One morning I sat in the doorway watching the engineers fill the water tanks, spilling most of it onto the tracks. Benoy appeared and edged his way past in a wide arc, apologising as he did so. I invited him over to chat but he hovered reluctantly.

‘Ma’am is it permissible that I sit at your level?’

I made space for him in the doorway, but he declined. He rested on his haunches, relaxing a little.

Benoy was a 30-year-old from Kolkata with a wife and a new-born son. He showed me a photograph of them both on his phone, wiping the screen on his sleeve. He would only see them again in three months’ time. Benoy was well-read, had a degree from the University of Calcutta and seemed over-qualified for his job. He explained that one day he would like to live in England and run his own hospitality business. I asked him why he wanted to leave India, just as it was reaching a turning point.

‘It is true that India is now doing very well,’ he said. ‘But this is only true for some people.’

‘But I thought Indians who went to university abroad are now coming back to India because this is where it’s booming. Even Indians who have never lived here?’

‘Yes ma’am it is booming, but for people who are low on the scale, this makes no difference. The rich are even richer, but the poor are even more poor than before. And now they want many things that they see but can never afford.’

‘What do you think will happen?’

‘They are slowly learning their rights and they are no longer keeping quiet. The time will come. One day they will refuse to accept this. But it will take some time.’

Another butler appeared from around the corner and Benoy leapt to his feet.

‘Enjoy your afternoon in Udaipur ma’am, it will be very special.’

The day in Udaipur sailed by like the boats on Lake Pichola. A tour around the palace ended with the distribution of traditional pagris for the men, and scarves for the women, their vegetable dyes leaving splodges on my neck like angry eczema. A sound and light show boomed and beamed before dinner and a tired troop flopped early to bed, as the following morning was Tiger Morning!

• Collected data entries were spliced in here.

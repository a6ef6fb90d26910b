use crate::math::Float;

/// A configuration value that the controller cannot work with.
#[derive(thiserror::Error, Debug, Clone, PartialEq)]
pub enum TkConfigError {
    #[error("`{field}` must be positive, but it is {value}")]
    NotPositive { field: &'static str, value: Float },
    #[error("`{field}` must not be negative, but it is {value}")]
    Negative { field: &'static str, value: Float },
    #[error("`{field}` must be above 0 and at most 1, but it is {value}")]
    NotAFraction { field: &'static str, value: Float },
    #[error("`max_slope_angle` must be between 0 and 90 degrees, but it is {0}")]
    SlopeAngleOutOfRange(Float),
    #[error("`min_hold_distance` ({min}) is greater than `max_hold_distance` ({max})")]
    InvertedHoldRange { min: Float, max: Float },
}

impl TkConfigError {
    pub(crate) fn check_positive(field: &'static str, value: Float) -> Result<(), Self> {
        // Written this way so that NaN fails too.
        if value > 0.0 {
            Ok(())
        } else {
            Err(Self::NotPositive { field, value })
        }
    }

    pub(crate) fn check_not_negative(field: &'static str, value: Float) -> Result<(), Self> {
        if value >= 0.0 {
            Ok(())
        } else {
            Err(Self::Negative { field, value })
        }
    }

    pub(crate) fn check_fraction(field: &'static str, value: Float) -> Result<(), Self> {
        if 0.0 < value && value <= 1.0 {
            Ok(())
        } else {
            Err(Self::NotAFraction { field, value })
        }
    }
}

A damp chill clutched my chest as I jumped down the train steps. It was barely dawn, the birds were asleep and a handful of crickets was burning the midnight oil. Sleepy talk floated on puffs of breath and a mist curled itself around the carriages. Three tank-like jeeps were parked nearby and the Bumpkins squeezed into the front row of the first. Everyone else scrambled towards the other two. Sweeping the pools of dew from the seats with his hand, Raju the driver jumped down and passed a mountain of rough blankets over the sides. He wrenched the gear stick, scraping metal on metal and the jeep roared off to Ranthambore National Park. A steady blast of wind tugged the skin from our bones and dragged tears down the sides of our cheeks. At the gates to the park the jeep had a seizure, the engine cut out, and Raju jumped out and disappeared for ‘something’. While we waited, a stack of bodywarmers rose up at the side of the jeep and a row of baseball caps bobbed past. Men in shawls stood around, hands behind backs, eyes shining in the light of their beedis. Each wore a pair of camouflage-coloured earmuffs that clipped around the backs of their heads.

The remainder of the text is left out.